July 25, 2017 11:40 am

In late 2008, the notorious Los Zetas cartel purchased Tempting Dash, a colt descended from champion stock, at an auction in Florida. Though the horse was so small he earned the name El Huesos, or Bones, from the cartel, he started winning — and racking in the cash — for his owners.

Ultimately, a winning racehorse was more trouble than it was worth for the cartel, according to a new book, Bones: Brothers, Horses, Cartels, and the Borderland Dream, which comes out August 8.

Miguel Treviño Morales — or “Z-40,” the Cartel’s number-two figure — was known for putting people in massive drums where they were burned alive, and for dismembering enemies, the Associated Press reported.

Horse racing was a popular hobby for prominent members of Mexico’s drug cartels, but Morales decided to take it one step further and have it serve as a money laundering front. But he could not do it on his own, since he was a high member of Los Zetas. But Morales’ brother, Jose, was already in the United States. He had US citizenship, so he could secure assets for the family without arousing too much federal suspicion.

They launched the operation in 2009 with great success; Tempting Dash won $600,000. However, the success didn’t last long. An FBI agent, Scott Lawson, looked into Treviño and his horse-breeding business, hoping to find a lead back to his brother in Mexico. Lawson recruited a young American with roots in the industry to get a job on Jose Treviño’s ranch.

In Bones, journalist Joe Tone examines the family’s story and the human costs of America’s failed drug war. VICE sat down with Tone, who first learned of Jose in 2012, after the feds raided his ranch.

Jose Treviño after his arrest in 2012. Photo courtesy US Attorney’s Office

The story centers around the horse, instead of one of the criminals, because Tone thought the horse made a great character. He was bred from the best bloodlines in the sport but was small and skinny, and banged up from being smuggled into the States. The horse also changed a lot of people’s lives: he was the horse that tempted Zetas commander into expanding his horse-racing operation, which eventually led the feds to the Zetas.

In the interview, Jones discusses how it was important to him that Lawson told his side of the story. He also relied heavily on documentary evidence — transcripts, reports, photographs, audio, video  as well as interviews with participants.

Jones also talks about what life along the border is like for law abiding Mexicans and Mexican-Americans. Jones says that “life seems good.” Crime is lower than most people think, the economy is strong, and there’s plenty to do. However, the temptation to smuggle is real, and many young men’s lives have been defined by the failed drug war. Several people Jones interviewed worked for the Zetas because they or their family was threatened.

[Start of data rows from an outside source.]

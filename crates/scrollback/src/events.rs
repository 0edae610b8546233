use crate::corrector::Correction;
use crate::viewport::{ScrollBehavior, ViewportInfo};

/// Notifications emitted by the controller for the hosting chat surface.
#[derive(Debug, Clone, PartialEq)]
pub enum ControllerEvent {
    /// Trailing-edge result of a burst of scroll events.
    ViewportChanged(ViewportInfo),
    LoadStarted,
    /// Older messages were merged in; the host should lay them out and then
    /// call `frame_rendered`. Empty pages are not announced.
    HistoryPrepended { count: usize, has_more: bool },
    ScrollRestored(Correction),
    /// The provider rejected the request; the reason is meant for display.
    LoadFailed { reason: String },
    FollowedBottom { behavior: ScrollBehavior },
}
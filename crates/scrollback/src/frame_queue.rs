//! Frame-rate-limited FIFO for scroll mutations.

use std::any::Any;
use std::cell::RefCell;
use std::collections::VecDeque;
use std::panic::{self, AssertUnwindSafe};
use std::rc::Rc;
use std::time::Duration;

use tokio::task::JoinHandle;
use tokio::time::Instant;

/// Approximates one display refresh at 60 Hz.
pub const DEFAULT_FRAME_INTERVAL_MS: u64 = 16;

pub type ScrollTask = Box<dyn FnOnce()>;

#[derive(Default)]
struct QueueState {
    tasks: VecDeque<ScrollTask>,
    last_frame: Option<Instant>,
    draining: bool,
    drain_task: Option<JoinHandle<()>>,
    closed: bool,
}

/// Runs queued scroll mutations one per frame tick, in submission order.
///
/// The drain loop lives on the current `LocalSet` and stops once the queue is
/// empty; the next `enqueue` restarts it.
#[derive(Clone)]
pub struct FrameQueue {
    state: Rc<RefCell<QueueState>>,
    frame_interval: Duration,
}

impl FrameQueue {
    pub fn new(frame_interval: Duration) -> Self {
        Self {
            state: Rc::new(RefCell::new(QueueState::default())),
            frame_interval,
        }
    }

    pub fn enqueue(&self, task: impl FnOnce() + 'static) {
        let mut state = self.state.borrow_mut();
        if state.closed {
            tracing::debug!("frame queue closed; dropping scroll task");
            return;
        }

        state.tasks.push_back(Box::new(task));
        if !state.draining {
            state.draining = true;
            state.drain_task = Some(tokio::task::spawn_local(self.clone().drain()));
        }
    }

    pub fn len(&self) -> usize {
        self.state.borrow().tasks.len()
    }

    pub fn is_empty(&self) -> bool {
        self.state.borrow().tasks.is_empty()
    }

    /// Discards pending tasks and stops accepting new ones.
    pub fn close(&self) {
        let (discarded, drain_task) = {
            let mut state = self.state.borrow_mut();
            state.closed = true;
            state.draining = false;
            (std::mem::take(&mut state.tasks), state.drain_task.take())
        };
        if let Some(drain_task) = drain_task {
            drain_task.abort();
        }
        if !discarded.is_empty() {
            tracing::debug!(discarded = discarded.len(), "frame queue discarded pending tasks");
        }
        // Dropped outside the borrow: task captures may own other queue handles.
        drop(discarded);
    }

    async fn drain(self) {
        loop {
            let next_frame = self
                .state
                .borrow()
                .last_frame
                .map(|last| last + self.frame_interval);
            if let Some(deadline) = next_frame {
                tokio::time::sleep_until(deadline).await;
            }

            let task = {
                let mut state = self.state.borrow_mut();
                match state.tasks.pop_front() {
                    Some(task) => {
                        state.last_frame = Some(Instant::now());
                        task
                    }
                    None => {
                        state.draining = false;
                        state.drain_task = None;
                        return;
                    }
                }
            };

            run_task(task);
        }
    }
}

fn run_task(task: ScrollTask) {
    if let Err(payload) = panic::catch_unwind(AssertUnwindSafe(task)) {
        tracing::error!(
            panic = panic_message(payload.as_ref()),
            "scroll task panicked; continuing with next task"
        );
    }
}

fn panic_message(payload: &(dyn Any + Send)) -> &str {
    if let Some(message) = payload.downcast_ref::<&'static str>() {
        message
    } else if let Some(message) = payload.downcast_ref::<String>() {
        message.as_str()
    } else {
        "non-string panic payload"
    }
}

#[cfg(test)]
mod tests {
    use pretty_assertions::assert_eq;
    use tokio::task::LocalSet;

    use super::*;

    fn recorder() -> (Rc<RefCell<Vec<(u32, Instant)>>>, impl Fn(u32) -> ScrollTask) {
        let log = Rc::new(RefCell::new(Vec::new()));
        let sink = log.clone();
        let make = move |label: u32| -> ScrollTask {
            let sink = sink.clone();
            Box::new(move || sink.borrow_mut().push((label, Instant::now())))
        };
        (log, make)
    }

    #[tokio::test(start_paused = true)]
    async fn tasks_run_in_order_one_per_frame() {
        LocalSet::new()
            .run_until(async {
                let queue = FrameQueue::new(Duration::from_millis(DEFAULT_FRAME_INTERVAL_MS));
                let (log, make) = recorder();

                for label in 0..4 {
                    queue.enqueue(make(label));
                }
                assert_eq!(queue.len(), 4);

                tokio::time::sleep(Duration::from_millis(100)).await;

                let log = log.borrow();
                let labels = log.iter().map(|(label, _)| *label).collect::<Vec<_>>();
                assert_eq!(labels, vec![0, 1, 2, 3]);
                for pair in log.windows(2) {
                    assert!(pair[1].1 - pair[0].1 >= Duration::from_millis(DEFAULT_FRAME_INTERVAL_MS));
                }
                assert!(queue.is_empty());
            })
            .await;
    }

    #[tokio::test(start_paused = true)]
    async fn panicking_task_does_not_stop_the_queue() {
        LocalSet::new()
            .run_until(async {
                let queue = FrameQueue::new(Duration::from_millis(DEFAULT_FRAME_INTERVAL_MS));
                let (log, make) = recorder();

                queue.enqueue(make(1));
                queue.enqueue(|| panic!("layout handle vanished"));
                queue.enqueue(make(2));

                tokio::time::sleep(Duration::from_millis(100)).await;

                let labels = log.borrow().iter().map(|(label, _)| *label).collect::<Vec<_>>();
                assert_eq!(labels, vec![1, 2]);
            })
            .await;
    }

    #[tokio::test(start_paused = true)]
    async fn queue_restarts_after_idling() {
        LocalSet::new()
            .run_until(async {
                let queue = FrameQueue::new(Duration::from_millis(DEFAULT_FRAME_INTERVAL_MS));
                let (log, make) = recorder();

                queue.enqueue(make(1));
                tokio::time::sleep(Duration::from_millis(50)).await;
                queue.enqueue(make(2));
                tokio::time::sleep(Duration::from_millis(50)).await;

                assert_eq!(log.borrow().len(), 2);
            })
            .await;
    }

    #[tokio::test(start_paused = true)]
    async fn close_discards_pending_work() {
        LocalSet::new()
            .run_until(async {
                let queue = FrameQueue::new(Duration::from_millis(DEFAULT_FRAME_INTERVAL_MS));
                let (log, make) = recorder();

                for label in 0..3 {
                    queue.enqueue(make(label));
                }
                tokio::task::yield_now().await;
                queue.close();
                queue.enqueue(make(9));

                tokio::time::sleep(Duration::from_millis(100)).await;

                let labels = log.borrow().iter().map(|(label, _)| *label).collect::<Vec<_>>();
                assert!(labels.len() <= 1);
                assert!(!labels.contains(&9));
                assert!(queue.is_empty());
            })
            .await;
    }
}
//! In-memory collaborators for headless hosts and tests.

use std::cell::{Cell, RefCell};
use std::time::Duration;

use futures::FutureExt as _;
use futures::future::LocalBoxFuture;

use crate::history::{HistoryError, HistoryPage, HistoryProvider, HistoryResult};
use crate::message::Message;
use crate::viewport::{ScrollBehavior, ViewportGeometry, ViewportHandle};

#[derive(Debug, Clone, Copy, PartialEq)]
pub enum ViewportCommand {
    SetOffset(f32),
    ScrollTo(f32, ScrollBehavior),
}

/// Scroll container with browser-like clamping; smooth scrolls land instantly.
#[derive(Debug)]
pub struct SimulatedViewport {
    scroll_offset: Cell<f32>,
    content_extent: Cell<f32>,
    visible_extent: f32,
    attached: Cell<bool>,
    commands: RefCell<Vec<ViewportCommand>>,
}

impl SimulatedViewport {
    pub fn new(visible_extent: f32) -> Self {
        Self {
            scroll_offset: Cell::new(0.0),
            content_extent: Cell::new(0.0),
            visible_extent,
            attached: Cell::new(true),
            commands: RefCell::new(Vec::new()),
        }
    }

    /// Changes content height; the offset only moves when it falls out of range.
    pub fn set_content_extent(&self, content_extent: f32) {
        self.content_extent.set(content_extent.max(0.0));
        self.clamp_and_set(self.scroll_offset.get());
    }

    pub fn layout_rows(&self, rows: usize, row_height: f32) {
        self.set_content_extent(rows as f32 * row_height);
    }

    /// Moves the offset the way a user's wheel or drag would, without logging a command.
    pub fn scroll_by_user(&self, offset: f32) {
        self.clamp_and_set(offset);
    }

    pub fn scroll_offset(&self) -> f32 {
        self.scroll_offset.get()
    }

    pub fn detach(&self) {
        self.attached.set(false);
    }

    pub fn attach(&self) {
        self.attached.set(true);
    }

    pub fn commands(&self) -> Vec<ViewportCommand> {
        self.commands.borrow().clone()
    }

    pub fn clear_commands(&self) {
        self.commands.borrow_mut().clear();
    }

    fn max_offset(&self) -> f32 {
        (self.content_extent.get() - self.visible_extent).max(0.0)
    }

    fn clamp_and_set(&self, offset: f32) {
        self.scroll_offset.set(offset.clamp(0.0, self.max_offset()));
    }
}

impl ViewportHandle for SimulatedViewport {
    fn geometry(&self) -> Option<ViewportGeometry> {
        self.attached.get().then(|| {
            ViewportGeometry::new(
                self.scroll_offset.get(),
                self.content_extent.get(),
                self.visible_extent,
            )
        })
    }

    fn set_offset(&self, offset: f32) {
        if !self.attached.get() {
            return;
        }
        self.commands
            .borrow_mut()
            .push(ViewportCommand::SetOffset(offset));
        self.clamp_and_set(offset);
    }

    fn scroll_to(&self, offset: f32, behavior: ScrollBehavior) {
        if !self.attached.get() {
            return;
        }
        self.commands
            .borrow_mut()
            .push(ViewportCommand::ScrollTo(offset, behavior));
        self.clamp_and_set(offset);
    }
}

/// Serves an archive newest-page-first, like a room history endpoint.
#[derive(Debug)]
pub struct InMemoryHistory {
    archive: Vec<Message>,
    page_size: usize,
    latency: Option<Duration>,
    cursor: Cell<usize>,
    fail_next: RefCell<Option<String>>,
    fetch_calls: Cell<usize>,
}

impl InMemoryHistory {
    /// `archive` must be ordered oldest first.
    pub fn new(archive: Vec<Message>, page_size: usize) -> Self {
        let cursor = archive.len();
        Self {
            archive,
            page_size: page_size.max(1),
            latency: None,
            cursor: Cell::new(cursor),
            fail_next: RefCell::new(None),
            fetch_calls: Cell::new(0),
        }
    }

    pub fn with_latency(mut self, latency: Duration) -> Self {
        self.latency = Some(latency);
        self
    }

    /// Hands out the newest `count` messages as the initially loaded window.
    pub fn take_latest(&self, count: usize) -> Vec<Message> {
        let end = self.cursor.get();
        let start = end.saturating_sub(count);
        self.cursor.set(start);
        self.archive[start..end].to_vec()
    }

    pub fn fail_next(&self, reason: impl Into<String>) {
        *self.fail_next.borrow_mut() = Some(reason.into());
    }

    pub fn fetch_calls(&self) -> usize {
        self.fetch_calls.get()
    }

    pub fn remaining(&self) -> usize {
        self.cursor.get()
    }
}

impl HistoryProvider for InMemoryHistory {
    fn fetch_older(&self) -> LocalBoxFuture<'_, HistoryResult<HistoryPage>> {
        async move {
            if let Some(latency) = self.latency {
                tokio::time::sleep(latency).await;
            }
            self.fetch_calls.set(self.fetch_calls.get() + 1);

            if let Some(reason) = self.fail_next.borrow_mut().take() {
                return Err(HistoryError::FetchRejected {
                    stage: "in-memory-fetch-older",
                    reason,
                });
            }

            let end = self.cursor.get();
            let start = end.saturating_sub(self.page_size);
            self.cursor.set(start);
            Ok(HistoryPage::new(self.archive[start..end].to_vec(), start > 0))
        }
        .boxed_local()
    }
}

#[cfg(test)]
mod tests {
    use chrono::{TimeZone, Utc};
    use pretty_assertions::assert_eq;

    use super::*;
    use crate::ids::MessageId;
    use crate::message::MessageKind;

    fn archive(count: usize) -> Vec<Message> {
        (0..count)
            .map(|index| {
                Message::new(MessageId::new_v7(), MessageKind::User, format!("m{index}"))
                    .with_timestamp(Utc.timestamp_opt(index as i64, 0).unwrap())
            })
            .collect()
    }

    #[tokio::test]
    async fn pages_walk_backwards_until_exhausted() {
        let history = InMemoryHistory::new(archive(25), 10);
        let latest = history.take_latest(5);
        assert_eq!(latest.first().map(|m| m.content.as_str()), Some("m20"));

        let first = history.fetch_older().await.unwrap();
        assert_eq!(first.messages.len(), 10);
        assert_eq!(first.messages[0].content, "m10");
        assert!(first.has_more);

        let second = history.fetch_older().await.unwrap();
        assert_eq!(second.messages.len(), 10);
        assert!(!second.has_more);
        assert_eq!(history.remaining(), 0);
        assert_eq!(history.fetch_calls(), 2);
    }

    #[tokio::test]
    async fn injected_failure_is_one_shot() {
        let history = InMemoryHistory::new(archive(4), 2);
        history.fail_next("room history unavailable");

        let error = history.fetch_older().await.unwrap_err();
        assert_eq!(error.reason(), "room history unavailable");
        assert_eq!(history.remaining(), 4);

        assert_eq!(history.fetch_older().await.unwrap().messages.len(), 2);
    }

    #[test]
    fn offsets_clamp_to_scrollable_range() {
        let viewport = SimulatedViewport::new(400.0);
        viewport.layout_rows(10, 50.0);

        viewport.set_offset(900.0);
        assert_eq!(viewport.scroll_offset(), 100.0);

        viewport.scroll_by_user(-20.0);
        assert_eq!(viewport.scroll_offset(), 0.0);
        assert_eq!(viewport.commands(), vec![ViewportCommand::SetOffset(900.0)]);
    }
}
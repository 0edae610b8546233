use std::collections::BTreeMap;
use std::collections::hash_map::DefaultHasher;
use std::hash::{Hash, Hasher};

use chrono::{DateTime, Utc};
use indexmap::IndexMap;
use serde::de::IgnoredAny;
use serde::{Deserialize, Deserializer, Serialize};

use crate::ids::{MessageId, UserId};

/// Presentation family of a message; unknown wire kinds render as user messages.
#[derive(Debug, Clone, Copy, PartialEq, Eq, Hash, Default, Serialize, Deserialize)]
#[serde(rename_all = "lowercase")]
pub enum MessageKind {
    System,
    File,
    Ai,
    #[default]
    #[serde(other)]
    User,
}

/// Author of a message. Decodes from `{"id": ..}`, `{"_id": ..}` or a bare id string.
#[derive(Debug, Clone, PartialEq, Eq, Hash, Serialize, Deserialize)]
#[serde(from = "WireSender")]
pub struct Sender {
    pub id: UserId,
    pub name: String,
}

#[derive(Deserialize)]
#[serde(untagged)]
enum WireSender {
    Bare(UserId),
    Record {
        #[serde(alias = "_id")]
        id: UserId,
        #[serde(default)]
        name: String,
    },
}

impl From<WireSender> for Sender {
    fn from(wire: WireSender) -> Self {
        match wire {
            WireSender::Bare(id) => Self::new(id, String::new()),
            WireSender::Record { id, name } => Self::new(id, name),
        }
    }
}

impl Sender {
    pub fn new(id: UserId, name: impl Into<String>) -> Self {
        Self {
            id,
            name: name.into(),
        }
    }
}

#[derive(Debug, Clone, PartialEq, Eq, Hash, Serialize, Deserialize)]
pub struct FileAttachment {
    pub name: String,
    pub mime_type: String,
    pub size_bytes: u64,
}

/// One chat entry as delivered by the message store or the streaming channel.
#[derive(Debug, Clone, PartialEq, Serialize, Deserialize)]
pub struct Message {
    #[serde(alias = "_id")]
    pub id: MessageId,
    #[serde(default, deserialize_with = "lenient_timestamp")]
    pub timestamp: Option<DateTime<Utc>>,
    #[serde(default)]
    pub sender: Option<Sender>,
    #[serde(default, rename = "type")]
    pub kind: MessageKind,
    #[serde(default)]
    pub content: String,
    #[serde(default)]
    pub file: Option<FileAttachment>,
    #[serde(default)]
    pub reactions: BTreeMap<String, Vec<UserId>>,
    #[serde(default)]
    pub readers: Vec<UserId>,
    #[serde(default)]
    pub is_streaming: bool,
}

impl Message {
    pub fn new(id: MessageId, kind: MessageKind, content: impl Into<String>) -> Self {
        Self {
            id,
            timestamp: None,
            sender: None,
            kind,
            content: content.into(),
            file: None,
            reactions: BTreeMap::new(),
            readers: Vec::new(),
            is_streaming: false,
        }
    }

    pub fn user(sender: Sender, content: impl Into<String>, timestamp: DateTime<Utc>) -> Self {
        Self::new(MessageId::new_v7(), MessageKind::User, content)
            .with_sender(sender)
            .with_timestamp(timestamp)
    }

    pub fn system(content: impl Into<String>, timestamp: DateTime<Utc>) -> Self {
        Self::new(MessageId::new_v7(), MessageKind::System, content).with_timestamp(timestamp)
    }

    /// Creates an empty AI placeholder that grows while its stream is open.
    pub fn ai_streaming(id: MessageId, timestamp: DateTime<Utc>) -> Self {
        let mut message = Self::new(id, MessageKind::Ai, String::new()).with_timestamp(timestamp);
        message.is_streaming = true;
        message
    }

    pub fn with_timestamp(mut self, timestamp: DateTime<Utc>) -> Self {
        self.timestamp = Some(timestamp);
        self
    }

    pub fn with_sender(mut self, sender: Sender) -> Self {
        self.sender = Some(sender);
        self
    }

    pub fn with_file(mut self, file: FileAttachment) -> Self {
        self.kind = MessageKind::File;
        self.file = Some(file);
        self
    }

    /// Returns true when the message was sent by `user`.
    pub fn is_from(&self, user: Option<UserId>) -> bool {
        match (&self.sender, user) {
            (Some(sender), Some(user)) => sender.id == user,
            _ => false,
        }
    }

    /// Adds `user` to the reaction list of `emoji`; returns false if already present.
    pub fn add_reaction(&mut self, emoji: impl Into<String>, user: UserId) -> bool {
        let users = self.reactions.entry(emoji.into()).or_default();
        if users.contains(&user) {
            return false;
        }
        users.push(user);
        true
    }

    pub fn remove_reaction(&mut self, emoji: &str, user: UserId) -> bool {
        let Some(users) = self.reactions.get_mut(emoji) else {
            return false;
        };
        let before = users.len();
        users.retain(|existing| *existing != user);
        let removed = users.len() != before;
        if users.is_empty() {
            self.reactions.remove(emoji);
        }
        removed
    }

    pub fn mark_read(&mut self, user: UserId) -> bool {
        if self.readers.contains(&user) {
            return false;
        }
        self.readers.push(user);
        true
    }

    /// Hash over everything a presenter can show besides id and timestamp.
    pub fn render_revision(&self) -> u64 {
        let mut hasher = DefaultHasher::new();
        self.kind.hash(&mut hasher);
        self.sender.hash(&mut hasher);
        hasher.write(self.content.as_bytes());
        self.file.hash(&mut hasher);
        self.reactions.hash(&mut hasher);
        self.readers.hash(&mut hasher);
        hasher.write_u8(u8::from(self.is_streaming));
        hasher.finish()
    }
}

#[derive(Deserialize)]
#[serde(untagged)]
enum RawTimestamp {
    Text(String),
    Millis(i64),
    Other(IgnoredAny),
}

fn lenient_timestamp<'de, D>(deserializer: D) -> Result<Option<DateTime<Utc>>, D::Error>
where
    D: Deserializer<'de>,
{
    let parsed = match Option::<RawTimestamp>::deserialize(deserializer)? {
        Some(RawTimestamp::Text(text)) => DateTime::parse_from_rfc3339(text.trim())
            .ok()
            .map(|timestamp| timestamp.with_timezone(&Utc)),
        Some(RawTimestamp::Millis(millis)) => DateTime::from_timestamp_millis(millis),
        Some(RawTimestamp::Other(_)) | None => None,
    };
    Ok(parsed)
}

/// In-progress messages keyed by message id, kept in arrival order.
#[derive(Debug, Clone, Default, PartialEq)]
pub struct StreamingMessageSet {
    entries: IndexMap<MessageId, Message>,
}

impl StreamingMessageSet {
    pub fn new() -> Self {
        Self::default()
    }

    /// Opens or replaces the entry for `message.id`.
    pub fn begin(&mut self, mut message: Message) {
        message.is_streaming = true;
        self.entries.insert(message.id, message);
    }

    pub fn append_chunk(&mut self, id: MessageId, chunk: &str) -> bool {
        match self.entries.get_mut(&id) {
            Some(message) => {
                message.content.push_str(chunk);
                true
            }
            None => false,
        }
    }

    /// Removes the entry and returns it as an ordinary, finished message.
    pub fn finalize(&mut self, id: MessageId) -> Option<Message> {
        let mut message = self.entries.shift_remove(&id)?;
        message.is_streaming = false;
        Some(message)
    }

    pub fn remove(&mut self, id: MessageId) -> Option<Message> {
        self.entries.shift_remove(&id)
    }

    pub fn get(&self, id: MessageId) -> Option<&Message> {
        self.entries.get(&id)
    }

    pub fn values(&self) -> impl Iterator<Item = &Message> {
        self.entries.values()
    }

    pub fn last(&self) -> Option<&Message> {
        self.entries.last().map(|(_, message)| message)
    }

    pub fn len(&self) -> usize {
        self.entries.len()
    }

    pub fn is_empty(&self) -> bool {
        self.entries.is_empty()
    }
}

impl FromIterator<Message> for StreamingMessageSet {
    fn from_iter<T: IntoIterator<Item = Message>>(iter: T) -> Self {
        let mut set = Self::new();
        for message in iter {
            set.begin(message);
        }
        set
    }
}

#[cfg(test)]
mod tests {
    use chrono::TimeZone;
    use pretty_assertions::assert_eq;

    use super::*;

    #[test]
    fn wire_messages_tolerate_malformed_timestamps_and_unknown_kinds() {
        let id = MessageId::new_v7();
        let payloads = [
            (r#""2024-03-01T10:00:00Z""#, true),
            ("1709287200000", true),
            (r#""yesterday-ish""#, false),
            ("null", false),
            (r#"{"nested": true}"#, false),
        ];

        for (raw_timestamp, expect_valid) in payloads {
            let json = format!(
                r#"{{"id":"{id}","timestamp":{raw_timestamp},"type":"sticker","content":"hi"}}"#
            );
            let message: Message = serde_json::from_str(&json).expect("message decodes");
            assert_eq!(message.timestamp.is_some(), expect_valid, "{raw_timestamp}");
            assert_eq!(message.kind, MessageKind::User);
        }

        let expected = Utc.with_ymd_and_hms(2024, 3, 1, 10, 0, 0).single();
        let message: Message =
            serde_json::from_str(&format!(r#"{{"id":"{id}","timestamp":1709287200000}}"#))
                .expect("message decodes");
        assert_eq!(message.timestamp, expected);
    }

    #[test]
    fn document_store_payloads_decode_with_every_sender_shape() {
        let alice: UserId = "65f1c2a9e4b0a1b2c3d4e5f7".parse().unwrap();
        let senders = [
            r#"{"_id":"65f1c2a9e4b0a1b2c3d4e5f7","name":"alice"}"#,
            r#"{"id":"65f1c2a9e4b0a1b2c3d4e5f7","name":"alice"}"#,
            r#""65f1c2a9e4b0a1b2c3d4e5f7""#,
        ];

        for sender in senders {
            let json = format!(
                r#"{{"_id":"65f1c2a9e4b0a1b2c3d4e5f6","type":"text","content":"hi","sender":{sender},"timestamp":"2024-03-01T10:00:00.000Z"}}"#
            );
            let message: Message = serde_json::from_str(&json).expect("message decodes");

            assert_eq!(message.id.to_string(), "65f1c2a9e4b0a1b2c3d4e5f6");
            assert_eq!(message.kind, MessageKind::User);
            assert!(message.timestamp.is_some());
            assert!(message.is_from(Some(alice)), "{sender}");
        }

        let named: Message = serde_json::from_str(
            r#"{"_id":"65f1c2a9e4b0a1b2c3d4e5f6","sender":{"_id":"65f1c2a9e4b0a1b2c3d4e5f7","name":"alice"}}"#,
        )
        .expect("message decodes");
        assert_eq!(named.sender.map(|sender| sender.name).as_deref(), Some("alice"));
    }

    #[test]
    fn reactions_and_receipts_change_render_revision() {
        let reader = UserId::new_v7();
        let mut message = Message::new(MessageId::new_v7(), MessageKind::User, "hello");
        let initial = message.render_revision();

        assert!(message.add_reaction("👍", reader));
        assert!(!message.add_reaction("👍", reader));
        let reacted = message.render_revision();
        assert_ne!(initial, reacted);

        assert!(message.mark_read(reader));
        assert_ne!(reacted, message.render_revision());

        assert!(message.remove_reaction("👍", reader));
        assert!(message.reactions.is_empty());
        assert!(!message.remove_reaction("👍", reader));
    }

    #[test]
    fn streaming_set_finalizes_in_place() {
        let now = Utc::now();
        let first = Message::ai_streaming(MessageId::new_v7(), now);
        let second = Message::ai_streaming(MessageId::new_v7(), now);
        let mut set: StreamingMessageSet = [first.clone(), second.clone()].into_iter().collect();

        assert!(set.append_chunk(first.id, "Hel"));
        assert!(set.append_chunk(first.id, "lo"));
        assert!(!set.append_chunk(MessageId::new_v7(), "lost"));
        assert_eq!(set.last().map(|message| message.id), Some(second.id));

        let done = set.finalize(first.id).expect("entry exists");
        assert_eq!(done.content, "Hello");
        assert!(!done.is_streaming);
        assert_eq!(set.len(), 1);
        assert!(set.finalize(first.id).is_none());
    }
}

What does he want people to take away from his book? Plenty of things, like that quarter horses are beautiful and quarter horse jockeys are nuts. But the big takeaway is “that the people in these ‘narco’ stories we love to consume (and create) are real, and the consequences are real, and it’s not beyond our control to keep them from dying, like some in this book did, or getting locked away, like others did.”